The Radio Theater has launched its winter program last Saturday on Channel 1.
The Radio theater has played an important role in its activities since the early days of RÚV and performed new and recent plays on Saturdays at 14:00.
This year’s winter program began with a performance of “An Important Man” by Bjarni Jónsson.
The play is about middle age, where he tries to realize his past and circumstances after an accident that makes him incapacitated and adds to the complications, by recording a podcast. The play will be available until October 19 on RÚV internet radio player.
RÚV describes Bjarni Jónsson as a leading Icelandic playwright and also a member of the theater group Kriðpleir, which has staged the works Bónusferðin and Litla jólin at the Radio Theater in recent years with great popularity.
In October, Útvarpsleikhúsið, in collaboration with the theater group Ignition warning, will present the work “Welcome Home”, which is based in part on a play of the same name by María Thelma Smáradóttir, Kára Hergils and Andrea Vilhjálmsdóttir. The play weaves together stories of María Thelma, the first actress of Asian descent to graduate from the Iceland Academy of the Arts, and her mother, Vala Rúnar, who was born in Thailand in the middle of the last century and discusses themes such as the meaning of origin, different cultures, prejudices and humanity.
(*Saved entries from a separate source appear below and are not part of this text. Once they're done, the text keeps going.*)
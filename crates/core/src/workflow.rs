// SPDX-License-Identifier: BUSL-1.1
// Copyright (c) 2026 Alfred Jean LLC

//! Workflows: the presentation layer over compound jobs.
//!
//! A [`Workflow`] is a DAG of [`WorkflowTask`]s; a task maps onto one or
//! more actions at submission via [`StandardJob`] assembly.

use crate::action::{Action, ActionKind, ParallelModel};
use crate::file::{File, FileId};
use crate::job::{CompoundJob, JobError, JobRef};
use crate::location::Location;
use indexmap::IndexMap;
use smol_str::SmolStr;
use std::collections::BTreeSet;
use thiserror::Error;

#[derive(Debug, Clone, PartialEq, Eq, Error)]
pub enum WorkflowError {
    #[error("workflow already has a task named {0:?}")]
    DuplicateTask(SmolStr),
    #[error("unknown task {0:?}")]
    UnknownTask(SmolStr),
    #[error("dependency {parent:?} -> {child:?} would close a cycle")]
    Cycle { parent: SmolStr, child: SmolStr },
    #[error("no known location for file {0}")]
    MissingFileLocation(FileId),
    #[error(transparent)]
    Job(#[from] JobError),
}

/// Task lifecycle, tracked by the workflow as jobs complete.
#[derive(Debug, Clone, Copy, PartialEq, Eq, serde::Serialize, serde::Deserialize)]
#[serde(rename_all = "snake_case")]
pub enum TaskState {
    NotReady,
    Ready,
    Submitted,
    Completed,
}

crate::simple_display! {
    TaskState {
        NotReady => "not_ready",
        Ready => "ready",
        Submitted => "submitted",
        Completed => "completed",
    }
}

/// A workflow task: a declared quantity of compute work plus its file
/// footprint.
#[derive(Debug, Clone, PartialEq)]
pub struct WorkflowTask {
    pub name: SmolStr,
    pub flops: f64,
    pub min_cores: u32,
    pub max_cores: u32,
    pub ram: u64,
    pub model: ParallelModel,
    pub inputs: Vec<File>,
    pub outputs: Vec<File>,
    pub state: TaskState,
}

impl WorkflowTask {
    pub fn new(name: impl Into<SmolStr>, flops: f64, min_cores: u32, max_cores: u32) -> Self {
        Self {
            name: name.into(),
            flops,
            min_cores: min_cores.max(1),
            max_cores: max_cores.max(min_cores.max(1)),
            ram: 0,
            model: ParallelModel::PERFECT,
            inputs: Vec::new(),
            outputs: Vec::new(),
            state: TaskState::NotReady,
        }
    }

    crate::setters! {
        /// RAM footprint, bytes.
        ram: u64,
        /// How the task's work scales with its core allocation.
        model: ParallelModel,
    }

    pub fn with_input(mut self, file: File) -> Self {
        self.inputs.push(file);
        self
    }

    pub fn with_output(mut self, file: File) -> Self {
        self.outputs.push(file);
        self
    }
}

/// A finite DAG of workflow tasks.
#[derive(Debug, Default)]
pub struct Workflow {
    tasks: IndexMap<SmolStr, WorkflowTask>,
    parents: IndexMap<SmolStr, BTreeSet<SmolStr>>,
    children: IndexMap<SmolStr, BTreeSet<SmolStr>>,
}

impl Workflow {
    pub fn new() -> Self {
        Self::default()
    }

    pub fn add_task(&mut self, task: WorkflowTask) -> Result<(), WorkflowError> {
        let name = task.name.clone();
        if self.tasks.contains_key(&name) {
            return Err(WorkflowError::DuplicateTask(name));
        }
        self.parents.insert(name.clone(), BTreeSet::new());
        self.children.insert(name.clone(), BTreeSet::new());
        self.tasks.insert(name, task);
        Ok(())
    }

    pub fn task(&self, name: &str) -> Option<&WorkflowTask> {
        self.tasks.get(name)
    }

    pub fn task_mut(&mut self, name: &str) -> Option<&mut WorkflowTask> {
        self.tasks.get_mut(name)
    }

    pub fn task_count(&self) -> usize {
        self.tasks.len()
    }

    pub fn add_control_dependency(
        &mut self,
        parent: &str,
        child: &str,
    ) -> Result<(), WorkflowError> {
        if !self.tasks.contains_key(parent) {
            return Err(WorkflowError::UnknownTask(SmolStr::new(parent)));
        }
        if !self.tasks.contains_key(child) {
            return Err(WorkflowError::UnknownTask(SmolStr::new(child)));
        }
        if parent == child || self.reaches(child, parent) {
            return Err(WorkflowError::Cycle {
                parent: SmolStr::new(parent),
                child: SmolStr::new(child),
            });
        }
        self.children[parent].insert(SmolStr::new(child));
        self.parents[child].insert(SmolStr::new(parent));
        Ok(())
    }

    fn reaches(&self, from: &str, to: &str) -> bool {
        let mut stack = vec![SmolStr::new(from)];
        let mut seen = BTreeSet::new();
        while let Some(n) = stack.pop() {
            if n == to {
                return true;
            }
            if seen.insert(n.clone()) {
                if let Some(kids) = self.children.get(&n) {
                    stack.extend(kids.iter().cloned());
                }
            }
        }
        false
    }

    /// Tasks whose parents (control and data) have all completed and that
    /// have not been submitted yet.
    pub fn ready_tasks(&self) -> Vec<&WorkflowTask> {
        self.tasks
            .values()
            .filter(|t| t.state == TaskState::NotReady || t.state == TaskState::Ready)
            .filter(|t| {
                self.parents[&t.name]
                    .iter()
                    .all(|p| self.tasks[p].state == TaskState::Completed)
            })
            .collect()
    }

    /// All input files that are produced by no task (workflow-level
    /// inputs that must be staged before launch).
    pub fn input_files(&self) -> Vec<&File> {
        let produced: BTreeSet<&FileId> =
            self.tasks.values().flat_map(|t| t.outputs.iter().map(File::id)).collect();
        let mut seen = BTreeSet::new();
        self.tasks
            .values()
            .flat_map(|t| t.inputs.iter())
            .filter(|f| !produced.contains(f.id()) && seen.insert(f.id().clone()))
            .collect()
    }

    pub fn mark_submitted(&mut self, name: &str) {
        if let Some(t) = self.tasks.get_mut(name) {
            t.state = TaskState::Submitted;
        }
    }

    pub fn mark_completed(&mut self, name: &str) {
        if let Some(t) = self.tasks.get_mut(name) {
            t.state = TaskState::Completed;
        }
    }

    pub fn is_done(&self) -> bool {
        self.tasks.values().all(|t| t.state == TaskState::Completed)
    }
}

/// Fixed-shape convenience job assembled from a workflow task:
/// pre-file-reads -> compute -> post-file-writes (plus optional cleanup
/// deletions). Returns the job and the name of its compute action.
pub struct StandardJob;

impl StandardJob {
    /// Build the compound job for `task`, reading inputs from and writing
    /// outputs to locations given by `locate`.
    pub fn assemble(
        task: &WorkflowTask,
        locate: impl Fn(&File) -> Option<Location>,
        cleanup: &[Location],
    ) -> Result<(JobRef, SmolStr), WorkflowError> {
        let job = CompoundJob::new(format!("job-{}", task.name));
        let compute_name = SmolStr::new(format!("{}-compute", task.name));
        {
            let mut j = job.borrow_mut();
            let compute = j.add_action(
                Action::new(
                    compute_name.clone(),
                    ActionKind::Compute { flops: task.flops, model: task.model },
                )
                .with_resources(task.min_cores, task.max_cores, task.ram),
            )?;

            for file in &task.inputs {
                let location =
                    locate(file).ok_or_else(|| WorkflowError::MissingFileLocation(file.id().clone()))?;
                let read = j.add_action(Action::new(
                    format!("{}-read-{}", task.name, file.id()),
                    ActionKind::FileRead { location, num_bytes: None },
                ))?;
                j.add_dependency(read, compute)?;
            }
            for file in &task.outputs {
                let location =
                    locate(file).ok_or_else(|| WorkflowError::MissingFileLocation(file.id().clone()))?;
                let write = j.add_action(Action::new(
                    format!("{}-write-{}", task.name, file.id()),
                    ActionKind::FileWrite { location },
                ))?;
                j.add_dependency(compute, write)?;
            }
            for location in cleanup {
                let del = j.add_action(Action::new(
                    format!("{}-delete-{}", task.name, location.file().id()),
                    ActionKind::FileDelete { location: location.clone() },
                ))?;
                // Deletions run after every write.
                let writes: Vec<usize> = (0..j.action_count() - 1)
                    .filter(|&i| matches!(j.action(i).kind(), ActionKind::FileWrite { .. }))
                    .collect();
                for w in writes {
                    j.add_dependency(w, del)?;
                }
            }
        }
        Ok((job, compute_name))
    }
}

#[cfg(test)]
#[path = "workflow_tests.rs"]
mod tests;
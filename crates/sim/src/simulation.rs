// SPDX-License-Identifier: BUSL-1.1
// Copyright (c) 2026 Alfred Jean LLC

//! The simulation façade: the one object holding a run's state.
//!
//! Lifecycle: `new` -> `init(args)` -> `instantiate_platform` -> add
//! files, services, and controllers -> `launch`. Skipping `init` or the
//! platform step is a hard error. Everything module-wide (file table,
//! service registry, kernel handle) lives here and dies with the
//! object, so only one simulation is ever live per instance.

use crate::controller::{ControllerEnv, ExecutionController};
use crate::registry::{ComputeRef, RegistryRef, ServiceRegistry};
use gantry_compute::{
    BareMetalComputeService, BatchComputeService, CloudComputeService, CondorTarget,
    ComputeError, HtcondorComputeService,
};
use gantry_core::{
    FailureCause, File, FileId, HostName, JobRef, Location, PayloadMap, PropertyMap,
    ServiceName,
};
use gantry_kernel::{
    Kernel, KernelConfig, KernelError, Platform, PlatformBuilder, PlatformError,
};
use gantry_storage::{
    FileRegistryService, ProxyStorageService, SimpleStorageService, StorageEndpoint,
    StorageError,
};
use indexmap::IndexMap;
use serde::Serialize;
use std::cell::RefCell;
use std::rc::Rc;
use thiserror::Error;

#[derive(Debug, Error)]
pub enum SimError {
    #[error("init() has not been called")]
    NotInitialized,
    #[error("init() was already called")]
    AlreadyInitialized,
    #[error("no platform has been instantiated")]
    NoPlatform,
    #[error("a platform was already instantiated")]
    PlatformAlreadyInstantiated,
    #[error("file {0} is already registered")]
    DuplicateFile(FileId),
    #[error("unknown file {0}")]
    UnknownFile(FileId),
    #[error("unknown service {0}")]
    UnknownService(ServiceName),
    #[error("bad value in {flag}: {value}")]
    BadFlag { flag: String, value: String },
    #[error("help requested")]
    HelpRequested,
    #[error(transparent)]
    Platform(#[from] PlatformError),
    #[error(transparent)]
    Storage(#[from] StorageError),
    #[error(transparent)]
    Compute(#[from] ComputeError),
    #[error(transparent)]
    Kernel(#[from] KernelError),
    #[error(transparent)]
    Failure(#[from] FailureCause),
}

/// Flags recognised ahead of user code; everything else is forwarded.
#[derive(Debug, Clone)]
struct SimConfig {
    commport_pool_size: usize,
    full_log: bool,
    pagecache_simulation: bool,
    host_shutdown_simulation: bool,
}

impl Default for SimConfig {
    fn default() -> Self {
        Self {
            commport_pool_size: KernelConfig::default().commport_pool_size,
            full_log: false,
            pagecache_simulation: false,
            host_shutdown_simulation: false,
        }
    }
}

pub const HELP_TEXT: &str = "\
gantry simulation flags:
  --gantry-commport-pool-size=N   commport name pool size
  --gantry-full-log               enable all log categories
  --gantry-pagecache-simulation   enable per-host page-cache modelling
  --gantry-host-shutdown-simulation  enable host-crash events
  --gantry-help                   print this help
unrecognised flags are forwarded to the platform layer";

pub struct Simulation {
    config: SimConfig,
    initialized: bool,
    kernel: Option<Kernel>,
    registry: RegistryRef,
    files: RefCell<IndexMap<FileId, File>>,
}

impl Default for Simulation {
    fn default() -> Self {
        Self::new()
    }
}

impl Simulation {
    pub fn new() -> Self {
        Self {
            config: SimConfig::default(),
            initialized: false,
            kernel: None,
            registry: Rc::new(ServiceRegistry::default()),
            files: RefCell::new(IndexMap::new()),
        }
    }

    /// Parse the recognised flags; returns the leftover arguments for
    /// the platform layer / user code.
    pub fn init(&mut self, args: &[String]) -> Result<Vec<String>, SimError> {
        if self.initialized {
            return Err(SimError::AlreadyInitialized);
        }
        let mut leftover = Vec::new();
        for arg in args {
            if let Some(v) = arg.strip_prefix("--gantry-commport-pool-size=") {
                self.config.commport_pool_size =
                    v.parse().map_err(|_| SimError::BadFlag {
                        flag: "--gantry-commport-pool-size".into(),
                        value: v.to_string(),
                    })?;
            } else if arg == "--gantry-full-log" {
                self.config.full_log = true;
            } else if arg == "--gantry-pagecache-simulation" {
                self.config.pagecache_simulation = true;
            } else if arg == "--gantry-host-shutdown-simulation" {
                self.config.host_shutdown_simulation = true;
            } else if arg == "--gantry-help" {
                return Err(SimError::HelpRequested);
            } else {
                leftover.push(arg.clone());
            }
        }
        self.initialized = true;
        Ok(leftover)
    }

    /// Build the platform and bring the kernel up.
    pub fn instantiate_platform(
        &mut self,
        build: impl FnOnce(PlatformBuilder) -> PlatformBuilder,
    ) -> Result<(), SimError> {
        if !self.initialized {
            return Err(SimError::NotInitialized);
        }
        if self.kernel.is_some() {
            return Err(SimError::PlatformAlreadyInstantiated);
        }
        let platform = build(Platform::builder()).build()?;
        self.kernel = Some(Kernel::new(
            platform,
            KernelConfig { commport_pool_size: self.config.commport_pool_size },
        ));
        Ok(())
    }

    pub fn kernel(&self) -> Result<&Kernel, SimError> {
        self.kernel.as_ref().ok_or(SimError::NoPlatform)
    }

    pub fn registry(&self) -> &RegistryRef {
        &self.registry
    }

    /// Current simulated date.
    pub fn now(&self) -> f64 {
        self.kernel.as_ref().map(Kernel::now).unwrap_or(0.0)
    }

    // --- files ---------------------------------------------------------

    /// Register a file once; duplicate ids are an error.
    pub fn add_file(&self, id: &str, size: u64) -> Result<File, SimError> {
        let file = File::new(id, size);
        let mut files = self.files.borrow_mut();
        if files.contains_key(file.id()) {
            return Err(SimError::DuplicateFile(file.id().clone()));
        }
        files.insert(file.id().clone(), file.clone());
        Ok(file)
    }

    pub fn file(&self, id: &str) -> Result<File, SimError> {
        self.files
            .borrow()
            .get(&FileId::new(id))
            .cloned()
            .ok_or_else(|| SimError::UnknownFile(FileId::new(id)))
    }

    /// Place a file at a location before launch (no simulated time
    /// spent) and record it in every file registry.
    pub fn stage_file(&self, location: &Location) -> Result<(), SimError> {
        let service = location
            .service()
            .ok_or_else(|| SimError::UnknownService(ServiceName::new("scratch")))?;
        let storage = self
            .registry
            .storage_handle(service)
            .ok_or_else(|| SimError::UnknownService(service.clone()))?;
        storage.stage_file(location)?;
        for name in self.registry.file_registry_names() {
            if let Some(handle) = self.registry.registry_handle(&name) {
                handle.stage_entry(location);
            }
        }
        Ok(())
    }

    // --- services ------------------------------------------------------

    pub fn add_storage_service(
        &self,
        name: &str,
        host: &str,
        mounts: &[&str],
        props: &PropertyMap,
        payloads: PayloadMap,
    ) -> Result<Rc<SimpleStorageService>, SimError> {
        let kernel = self.kernel()?;
        let svc = SimpleStorageService::new(kernel, name, host, mounts, props, payloads)?;
        svc.start()?;
        self.registry.register_storage(svc.clone());
        Ok(svc)
    }

    pub fn add_proxy_storage_service(
        &self,
        name: &str,
        host: &str,
        children: Vec<StorageEndpoint>,
        props: &PropertyMap,
        payloads: PayloadMap,
    ) -> Result<Rc<ProxyStorageService>, SimError> {
        let kernel = self.kernel()?;
        let svc = ProxyStorageService::new(kernel, name, host, children, props, payloads)?;
        svc.start()?;
        self.registry.register_proxy(svc.clone());
        Ok(svc)
    }

    pub fn add_file_registry_service(
        &self,
        name: &str,
        host: &str,
        payloads: PayloadMap,
    ) -> Result<Rc<FileRegistryService>, SimError> {
        let kernel = self.kernel()?;
        let svc = FileRegistryService::new(kernel, name, host, payloads)?;
        svc.start()?;
        self.registry.register_file_registry(svc.clone());
        Ok(svc)
    }

    pub fn add_bare_metal_service(
        &self,
        name: &str,
        host: &str,
        exec_hosts: &[&str],
        scratch: Option<Rc<SimpleStorageService>>,
        payloads: PayloadMap,
    ) -> Result<Rc<BareMetalComputeService>, SimError> {
        let kernel = self.kernel()?;
        let svc = BareMetalComputeService::new(
            kernel,
            name,
            host,
            exec_hosts,
            self.registry.storage_resolver(),
            self.registry.registry_resolver(),
            scratch,
            payloads,
        )?;
        svc.start()?;
        self.registry.register_compute(ComputeRef::BareMetal(svc.clone()));
        Ok(svc)
    }

    pub fn add_batch_service(
        &self,
        name: &str,
        host: &str,
        nodes: &[&str],
        props: &PropertyMap,
        payloads: PayloadMap,
    ) -> Result<Rc<BatchComputeService>, SimError> {
        let kernel = self.kernel()?;
        let svc = BatchComputeService::new(
            kernel,
            name,
            host,
            nodes,
            props,
            self.registry.storage_resolver(),
            self.registry.registry_resolver(),
            payloads,
        )?;
        svc.start()?;
        self.registry.register_compute(ComputeRef::Batch(svc.clone()));
        Ok(svc)
    }

    pub fn add_cloud_service(
        &self,
        name: &str,
        host: &str,
        exec_hosts: &[&str],
        props: &PropertyMap,
        payloads: PayloadMap,
    ) -> Result<Rc<CloudComputeService>, SimError> {
        let kernel = self.kernel()?;
        let svc = CloudComputeService::new(
            kernel,
            name,
            host,
            exec_hosts,
            props,
            self.registry.storage_resolver(),
            self.registry.registry_resolver(),
            payloads,
        )?;
        svc.start()?;
        self.registry.register_compute(ComputeRef::Cloud(svc.clone()));
        Ok(svc)
    }

    pub fn add_htcondor_service(
        &self,
        name: &str,
        host: &str,
        targets: Vec<CondorTarget>,
        props: &PropertyMap,
        payloads: PayloadMap,
    ) -> Result<Rc<HtcondorComputeService>, SimError> {
        let kernel = self.kernel()?;
        let svc = HtcondorComputeService::new(kernel, name, host, targets, props, payloads)?;
        svc.start()?;
        self.registry.register_compute(ComputeRef::Htcondor(svc.clone()));
        Ok(svc)
    }

    /// Spawn a controller actor on `host`. It starts running at
    /// `launch`.
    pub fn add_controller(
        &self,
        name: &str,
        host: &str,
        controller: impl ExecutionController,
    ) -> Result<(), SimError> {
        let kernel = self.kernel()?;
        let host = HostName::new(host);
        let event_port = kernel.create_commport(&format!("controller-{name}"), &host)?;
        let registry = self.registry.clone();
        let boxed: Box<dyn ExecutionController> = Box::new(controller);
        kernel.spawn(&format!("controller-{name}"), &host, false, move |ctx| async move {
            let env = ControllerEnv::new(ctx, event_port, registry);
            boxed.run(env).await.map_err(KernelError::from)
        })?;
        Ok(())
    }

    /// Run the kernel until every non-daemon actor (controllers,
    /// executors, transfers) has returned.
    pub fn launch(&mut self) -> Result<(), SimError> {
        if !self.initialized {
            return Err(SimError::NotInitialized);
        }
        let kernel = self.kernel()?;
        tracing::info!("simulation launched");
        kernel.run()?;
        Ok(())
    }

    // --- queries -------------------------------------------------------

    pub fn host_num_cores(&self, host: &str) -> Result<u32, SimError> {
        Ok(self.kernel()?.platform(|p| p.num_cores(&HostName::new(host)))?)
    }

    pub fn host_memory_capacity(&self, host: &str) -> Result<u64, SimError> {
        Ok(self.kernel()?.platform(|p| p.ram(&HostName::new(host)))?)
    }

    pub fn host_flop_rate(&self, host: &str) -> Result<f64, SimError> {
        Ok(self.kernel()?.platform(|p| p.core_speed(&HostName::new(host)))?)
    }

    /// Joules consumed by `host` so far.
    pub fn energy_consumed(&self, host: &str) -> Result<f64, SimError> {
        Ok(self
            .kernel()?
            .platform_mut(|p, now| p.energy_consumed(&HostName::new(host), now))?)
    }

    /// Serialisable run trace for a set of jobs: one record per action
    /// attempt.
    pub fn dump_jobs_json(&self, jobs: &[JobRef]) -> serde_json::Value {
        let records: Vec<ActionTraceRecord> = jobs
            .iter()
            .flat_map(|job| {
                let j = job.borrow();
                let job_name = j.name().to_string();
                (0..j.action_count())
                    .flat_map(|i| {
                        let action = j.action(i);
                        action
                            .history()
                            .iter()
                            .map(|frame| ActionTraceRecord {
                                job: job_name.clone(),
                                action: action.name().to_string(),
                                kind: action.kind().to_string(),
                                state: format!("{}", frame.state),
                                host: frame.host.as_ref().map(ToString::to_string),
                                num_cores: frame.num_cores,
                                start_date: frame.start_date,
                                end_date: frame.end_date,
                                failure: frame.failure.as_ref().map(|c| c.code().to_string()),
                            })
                            .collect::<Vec<_>>()
                    })
                    .collect::<Vec<_>>()
            })
            .collect();
        serde_json::json!({ "actions": records })
    }
}

#[derive(Debug, Serialize)]
struct ActionTraceRecord {
    job: String,
    action: String,
    kind: String,
    state: String,
    host: Option<String>,
    num_cores: u32,
    start_date: Option<f64>,
    end_date: Option<f64>,
    failure: Option<String>,
}

#[cfg(test)]
#[path = "simulation_tests.rs"]
mod tests;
It is also reported that at Christmas, the Radio Theater will premiere a new chapter in the story of the actress and screenwriter Jóhanna Friðrika Sæmundsdóttir. The work is based on the stories of two teachers who live in different times, one in 1900 and the other in 2000, and deals with having children, what it is like not being able to have children and what it is like to have children without necessarily intending to.
The second part of the program will be an innovative documentary called “Potatoes”. It is based on the stage work of the troupe CGFC and was nominated for The Icelandic Theater Prize last spring. In this work, the past and the present meet in a discussion about the humble but important phenomenon of the potato that has saved the nation from scurvy and kept it afloat through the centuries and also praised a play group of interesting characters.